Он опустил занавески. Луч света снова скользнул по спящим лицам, задерживаясь на мгновение на каждом лобике, чтобы изучить каплю доброй старой слюны. Обратившись лицом к комоду, Джо принялся влезать в холодную одежду, одновременно произнося подобострастным шепотом благодарственную молитву: все верно, веселая игра началась. Это было очевидно. Можно было бы даже догадаться с кем, если бы Джо не расточал улыбки во все стороны.

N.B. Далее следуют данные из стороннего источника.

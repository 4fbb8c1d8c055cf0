//! API module - REST handlers

pub mod dto;
pub mod rest;

pub use rest::create_rest_router;
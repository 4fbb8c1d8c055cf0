//! Held-out evaluation: confusion matrix and per-class report

use std::fmt;

use crate::utils::math::{f1, safe_div};

/// Confusion matrix, rows are true labels and columns are predictions
#[derive(Debug, Clone, PartialEq, Eq)]
pub struct ConfusionMatrix {
    labels: Vec<usize>,
    counts: Vec<Vec<usize>>,
}

impl ConfusionMatrix {
    /// Build from parallel slices of true and predicted labels
    ///
    /// The label set is the sorted union of both slices.
    pub fn new(truth: &[usize], predicted: &[usize]) -> Self {
        let mut labels: Vec<usize> = truth.iter().chain(predicted.iter()).copied().collect();
        labels.sort_unstable();
        labels.dedup();

        let mut counts = vec![vec![0usize; labels.len()]; labels.len()];
        for (t, p) in truth.iter().zip(predicted.iter()) {
            // Both are in `labels` by construction
            let row = labels.binary_search(t).unwrap_or_default();
            let col = labels.binary_search(p).unwrap_or_default();
            counts[row][col] += 1;
        }

        Self { labels, counts }
    }

    pub fn labels(&self) -> &[usize] {
        &self.labels
    }

    /// Count of samples with true label `truth` predicted as `predicted`
    pub fn get(&self, truth: usize, predicted: usize) -> usize {
        match (self.labels.binary_search(&truth), self.labels.binary_search(&predicted)) {
            (Ok(row), Ok(col)) => self.counts[row][col],
            _ => 0,
        }
    }

    pub fn total(&self) -> usize {
        self.counts.iter().flatten().sum()
    }

    pub fn accuracy(&self) -> f64 {
        let correct: usize = (0..self.labels.len()).map(|i| self.counts[i][i]).sum();
        safe_div(correct as f64, self.total() as f64)
    }

    fn class_metrics(&self, idx: usize) -> ClassMetrics {
        let tp = self.counts[idx][idx] as f64;
        let predicted: usize = self.counts.iter().map(|row| row[idx]).sum();
        let support: usize = self.counts[idx].iter().sum();

        let precision = safe_div(tp, predicted as f64);
        let recall = safe_div(tp, support as f64);

        ClassMetrics {
            label: self.labels[idx],
            precision,
            recall,
            f1: f1(precision, recall),
            support,
        }
    }

    /// Per-class precision / recall / f1 plus averages
    pub fn report(&self) -> ClassificationReport {
        let classes: Vec<ClassMetrics> =
            (0..self.labels.len()).map(|i| self.class_metrics(i)).collect();
        let total = self.total();

        let n = classes.len() as f64;
        let macro_avg = Averages {
            precision: safe_div(classes.iter().map(|c| c.precision).sum(), n),
            recall: safe_div(classes.iter().map(|c| c.recall).sum(), n),
            f1: safe_div(classes.iter().map(|c| c.f1).sum(), n),
        };

        let weighted = |value: fn(&ClassMetrics) -> f64| {
            safe_div(
                classes.iter().map(|c| value(c) * c.support as f64).sum(),
                total as f64,
            )
        };
        let weighted_avg = Averages {
            precision: weighted(|c| c.precision),
            recall: weighted(|c| c.recall),
            f1: weighted(|c| c.f1),
        };

        ClassificationReport {
            accuracy: self.accuracy(),
            classes,
            macro_avg,
            weighted_avg,
            total,
        }
    }
}

impl fmt::Display for ConfusionMatrix {
    fn fmt(&self, f: &mut fmt::Formatter<'_>) -> fmt::Result {
        write!(f, "{:>8}", "")?;
        for label in &self.labels {
            write!(f, "{:>8}", format!("pred {}", label))?;
        }
        writeln!(f)?;
        for (label, row) in self.labels.iter().zip(&self.counts) {
            write!(f, "{:>8}", format!("true {}", label))?;
            for count in row {
                write!(f, "{:>8}", count)?;
            }
            writeln!(f)?;
        }
        Ok(())
    }
}

#[derive(Debug, Clone, PartialEq)]
pub struct ClassMetrics {
    pub label: usize,
    pub precision: f64,
    pub recall: f64,
    pub f1: f64,
    pub support: usize,
}

#[derive(Debug, Clone, PartialEq)]
pub struct Averages {
    pub precision: f64,
    pub recall: f64,
    pub f1: f64,
}

#[derive(Debug, Clone, PartialEq)]
pub struct ClassificationReport {
    pub classes: Vec<ClassMetrics>,
    pub accuracy: f64,
    pub macro_avg: Averages,
    pub weighted_avg: Averages,
    pub total: usize,
}

impl fmt::Display for ClassificationReport {
    fn fmt(&self, f: &mut fmt::Formatter<'_>) -> fmt::Result {
        writeln!(
            f,
            "{:>14}{:>11}{:>10}{:>10}{:>10}",
            "", "precision", "recall", "f1-score", "support"
        )?;
        writeln!(f)?;
        for c in &self.classes {
            writeln!(
                f,
                "{:>14}{:>11.2}{:>10.2}{:>10.2}{:>10}",
                c.label, c.precision, c.recall, c.f1, c.support
            )?;
        }
        writeln!(f)?;
        writeln!(
            f,
            "{:>14}{:>11}{:>10}{:>10.2}{:>10}",
            "accuracy", "", "", self.accuracy, self.total
        )?;
        for (name, avg) in [("macro avg", &self.macro_avg), ("weighted avg", &self.weighted_avg)] {
            writeln!(
                f,
                "{:>14}{:>11.2}{:>10.2}{:>10.2}{:>10}",
                name, avg.precision, avg.recall, avg.f1, self.total
            )?;
        }
        Ok(())
    }
}
//! Dataset module
//!
//! Provides the training data pipeline:
//! - Kaggle download with a local cache
//! - Label table reading
//! - Parallel image loading into a feature matrix

pub mod download;
pub mod labels;
pub mod loader;

pub use download::{download, DatasetHandle};
pub use labels::{read_labels, LabeledImage};
pub use loader::{load_features, train_test_split, FeatureSet};
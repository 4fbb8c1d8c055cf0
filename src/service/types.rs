//! Service layer types

/// Label value the dataset uses for leukemic (ALL) cells
pub const POSITIVE_LABEL: usize = 1;

/// Outcome reported to callers
#[derive(Debug, Clone, Copy, PartialEq, Eq)]
pub enum Diagnosis {
    CancerDetected,
    NoCancerDetected,
}

impl Diagnosis {
    pub fn from_label(label: usize) -> Self {
        if label == POSITIVE_LABEL {
            Diagnosis::CancerDetected
        } else {
            Diagnosis::NoCancerDetected
        }
    }

    pub fn as_str(&self) -> &'static str {
        match self {
            Diagnosis::CancerDetected => "Cancer Detected",
            Diagnosis::NoCancerDetected => "No Cancer Detected",
        }
    }
}

/// Single image prediction result
#[derive(Debug, Clone)]
pub struct PredictionResult {
    pub diagnosis: Diagnosis,
    pub label: usize,
    /// Highest class probability
    pub confidence: f64,
    pub inference_time_ms: u64,
}

/// Health check result
#[derive(Debug, Clone)]
pub struct HealthResult {
    pub version: String,
    pub classifier: String,
    pub ml_library_version: String,
    pub n_estimators: usize,
}

/// Summary of a finished training run
#[derive(Debug, Clone)]
pub struct TrainingSummary {
    pub n_train: usize,
    pub n_test: usize,
    pub accuracy: f64,
    pub artifact_path: std::path::PathBuf,
    pub dataset_root: std::path::PathBuf,
}
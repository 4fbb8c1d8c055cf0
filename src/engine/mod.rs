//! Inference engine module
//!
//! Provides the classifier core:
//! - Image preprocessing into feature vectors
//! - Random forest fitting and prediction
//! - Model artifact persistence and the loaded-model handle
//! - Held-out evaluation metrics

pub mod forest;
pub mod metrics;
pub mod model;
pub mod preprocess;

pub use forest::{ForestParams, RandomForest};
pub use metrics::ConfusionMatrix;
pub use model::{ModelArtifact, ModelHandle};
//! Feature matrix assembly and train/test split

use std::path::Path;

use anyhow::Result;
use ndarray::{Array1, Array2, Axis};
use rand::rngs::StdRng;
use rand::seq::SliceRandom;
use rand::SeedableRng;
use rayon::prelude::*;
use tracing::info;

use super::labels::LabeledImage;
use crate::engine::preprocess::features_from_path;

/// Feature matrix with one row per image and the matching labels
pub struct FeatureSet {
    pub records: Array2<f32>,
    pub targets: Array1<usize>,
}

impl FeatureSet {
    pub fn len(&self) -> usize {
        self.targets.len()
    }

    pub fn is_empty(&self) -> bool {
        self.targets.is_empty()
    }

    /// Rows at the given indices, in that order
    pub fn subset(&self, indices: &[usize]) -> FeatureSet {
        FeatureSet {
            records: self.records.select(Axis(0), indices),
            targets: self.targets.select(Axis(0), indices),
        }
    }
}

/// Decode every listed image into a `size*size`-wide feature row
///
/// Images are processed in parallel. The first unreadable image aborts the load.
pub fn load_features(entries: &[LabeledImage], image_dir: &Path, size: u32) -> Result<FeatureSet> {
    let n_features = (size as usize).pow(2);
    info!(
        "Loading {} images from {} at {}x{}",
        entries.len(),
        image_dir.display(),
        size,
        size
    );

    let rows: Vec<Array1<f32>> = entries
        .par_iter()
        .map(|entry| features_from_path(&image_dir.join(&entry.file_name), size))
        .collect::<Result<_>>()?;

    let mut records = Array2::<f32>::zeros((rows.len(), n_features));
    for (mut dst, src) in records.outer_iter_mut().zip(rows.iter()) {
        dst.assign(src);
    }
    let targets: Array1<usize> = entries.iter().map(|e| e.label).collect();

    Ok(FeatureSet { records, targets })
}

/// Shuffled split into `(train, test)` index lists
///
/// The test partition holds `ceil(n * test_size)` indices.
pub fn train_test_split(n: usize, test_size: f64, seed: u64) -> Result<(Vec<usize>, Vec<usize>)> {
    if !(0.0..1.0).contains(&test_size) || test_size == 0.0 {
        anyhow::bail!("test_size must be in (0, 1), got {}", test_size);
    }

    let n_test = (n as f64 * test_size).ceil() as usize;
    if n_test == 0 || n_test >= n {
        anyhow::bail!("Cannot split {} samples with test_size {}", n, test_size);
    }

    let mut indices: Vec<usize> = (0..n).collect();
    let mut rng = StdRng::seed_from_u64(seed);
    indices.shuffle(&mut rng);

    let train = indices.split_off(n_test);
    Ok((train, indices))
}
//! Kaggle dataset download with a local cache
//!
//! Archives are fetched from the public Kaggle API, streamed to a temporary
//! file, and extracted under `<cache_root>/<owner>/<name>`. A marker file
//! records a finished extraction so later runs skip the network entirely.

use std::fmt;
use std::io::Write;
use std::path::{Path, PathBuf};
use std::str::FromStr;

use anyhow::{Context, Result};
use serde::Deserialize;
use tracing::{debug, info, warn};

const KAGGLE_API: &str = "https://www.kaggle.com/api/v1";
const COMPLETE_MARKER: &str = ".cellscan-complete";

/// `owner/name` dataset reference
#[derive(Debug, Clone, PartialEq, Eq)]
pub struct DatasetHandle {
    pub owner: String,
    pub name: String,
}

impl FromStr for DatasetHandle {
    type Err = anyhow::Error;

    fn from_str(s: &str) -> Result<Self> {
        match s.trim().split_once('/') {
            Some((owner, name))
                if !owner.is_empty() && !name.is_empty() && !name.contains('/') =>
            {
                Ok(Self {
                    owner: owner.to_string(),
                    name: name.to_string(),
                })
            }
            _ => anyhow::bail!("Invalid dataset handle '{}', expected owner/name", s),
        }
    }
}

impl fmt::Display for DatasetHandle {
    fn fmt(&self, f: &mut fmt::Formatter<'_>) -> fmt::Result {
        write!(f, "{}/{}", self.owner, self.name)
    }
}

impl DatasetHandle {
    pub fn download_url(&self) -> String {
        format!("{}/datasets/download/{}/{}", KAGGLE_API, self.owner, self.name)
    }

    pub fn cache_dir(&self, cache_root: &Path) -> PathBuf {
        cache_root.join(&self.owner).join(&self.name)
    }
}

/// API credentials, as found in `~/.kaggle/kaggle.json`
#[derive(Debug, Clone, PartialEq, Eq, Deserialize)]
pub struct KaggleCredentials {
    pub username: String,
    pub key: String,
}

impl KaggleCredentials {
    /// `KAGGLE_USERNAME` / `KAGGLE_KEY` first, then `~/.kaggle/kaggle.json`
    pub fn discover() -> Option<Self> {
        if let (Ok(username), Ok(key)) =
            (std::env::var("KAGGLE_USERNAME"), std::env::var("KAGGLE_KEY"))
        {
            return Some(Self { username, key });
        }

        let path = dirs::home_dir()?.join(".kaggle").join("kaggle.json");
        let content = std::fs::read_to_string(&path).ok()?;
        match Self::parse(&content) {
            Ok(creds) => Some(creds),
            Err(e) => {
                warn!("Ignoring malformed {}: {}", path.display(), e);
                None
            }
        }
    }

    pub fn parse(content: &str) -> Result<Self> {
        Ok(serde_json::from_str(content)?)
    }
}

/// Default cache root: `~/.cache/cellscan/datasets`
pub fn default_cache_root() -> PathBuf {
    dirs::cache_dir()
        .unwrap_or_else(std::env::temp_dir)
        .join("cellscan")
        .join("datasets")
}

/// Cached dataset root if a previous download finished
pub fn cached_path(handle: &DatasetHandle, cache_root: &Path) -> Option<PathBuf> {
    let dir = handle.cache_dir(cache_root);
    dir.join(COMPLETE_MARKER).is_file().then_some(dir)
}

/// Download and extract a dataset, returning its root directory
pub async fn download(handle: &DatasetHandle, cache_root: &Path) -> Result<PathBuf> {
    if let Some(dir) = cached_path(handle, cache_root) {
        info!("Using cached dataset {} at {}", handle, dir.display());
        return Ok(dir);
    }

    let target = handle.cache_dir(cache_root);
    std::fs::create_dir_all(&target)
        .with_context(|| format!("Failed to create cache dir {}", target.display()))?;

    let url = handle.download_url();
    info!("Downloading dataset {} from {}", handle, url);

    let client = reqwest::Client::builder()
        .user_agent(concat!("cellscan/", env!("CARGO_PKG_VERSION")))
        .build()?;
    let mut request = client.get(&url);
    match KaggleCredentials::discover() {
        Some(creds) => request = request.basic_auth(creds.username, Some(creds.key)),
        None => debug!("No Kaggle credentials found, trying an anonymous download"),
    }

    let mut response = request
        .send()
        .await
        .with_context(|| format!("Failed to reach {}", url))?
        .error_for_status()
        .with_context(|| format!("Dataset download refused for {}", handle))?;

    let archive_path = target.join("archive.zip.part");
    let mut archive = std::fs::File::create(&archive_path)?;
    let mut written: u64 = 0;
    while let Some(chunk) = response.chunk().await? {
        archive.write_all(&chunk)?;
        written += chunk.len() as u64;
    }
    archive.flush()?;
    drop(archive);
    info!("Downloaded {:.1} MiB", written as f64 / (1024.0 * 1024.0));

    let extract_dir = target.clone();
    let archive_for_task = archive_path.clone();
    tokio::task::spawn_blocking(move || extract_archive(&archive_for_task, &extract_dir))
        .await??;

    std::fs::remove_file(&archive_path)?;
    std::fs::write(target.join(COMPLETE_MARKER), handle.to_string())?;

    info!("Dataset {} ready at {}", handle, target.display());
    Ok(target)
}

/// Extract a zip archive into `dest`
pub fn extract_archive(archive_path: &Path, dest: &Path) -> Result<()> {
    let file = std::fs::File::open(archive_path)?;
    let mut archive = zip::ZipArchive::new(file)
        .with_context(|| format!("{} is not a zip archive", archive_path.display()))?;
    info!("Extracting {} entries into {}", archive.len(), dest.display());
    archive.extract(dest)?;
    Ok(())
}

Суббота была хлопотливым днем для Джо. Именно по субботам он отрабатывал свою арендную плату. Большую часть своей жизни он прожил в старом доме на другом берегу Ваконды, в детстве проводя в нем по шесть – восемь месяцев, пока его отец шатался туда и обратно по побережью, проматывая жизнь, которая выражалась для него лишь в жжении в штанах. Никто никогда не упоминал и даже не думал о деньгах; Джо знал, что он с лихвой отплатил Генри, отработав бесчисленное количество часов на лесоповале и лесопилке, отплатил за пансион и комнату и за себя, и за жену, и за детей. Не в этом дело. Старому Генри он ничего не был должен, но дому, самому дому, его деревянной плоти, он был обязан настолько многим, что знал – этот долг ему никогда не удастся возместить. Никогда, никогда, даже за тысячу лет! Поэтому чем ближе подходил день переезда в его новый дом, тем неистовее он занимался всяческими починками, положив предел этому «никогда» и вознамерившись оплатить этот неоплатный долг. Бодро размазывая краску или заделывая трещины, он спешил управиться с этим нагромождением бревен, которые так долго и так бескорыстно служили ему приютом. Он был абсолютно уверен, что каким-то образом в последнюю минуту в отчаянном броске с молотком, штукатуркой и малярной кистью ему удастся достичь этого нереального предела и оплатить долг, представлявшийся ему неоплатным. «Старый дом, старый дом, – напевал он про себя вполголоса, оседлав конек крыши с молотком в руках и гвоздями, ощетинившимися изо рта. – Когда я уеду, ты будешь сверкать как новенький. Ты и сам это знаешь. Ты простоишь еще тысячу лет!»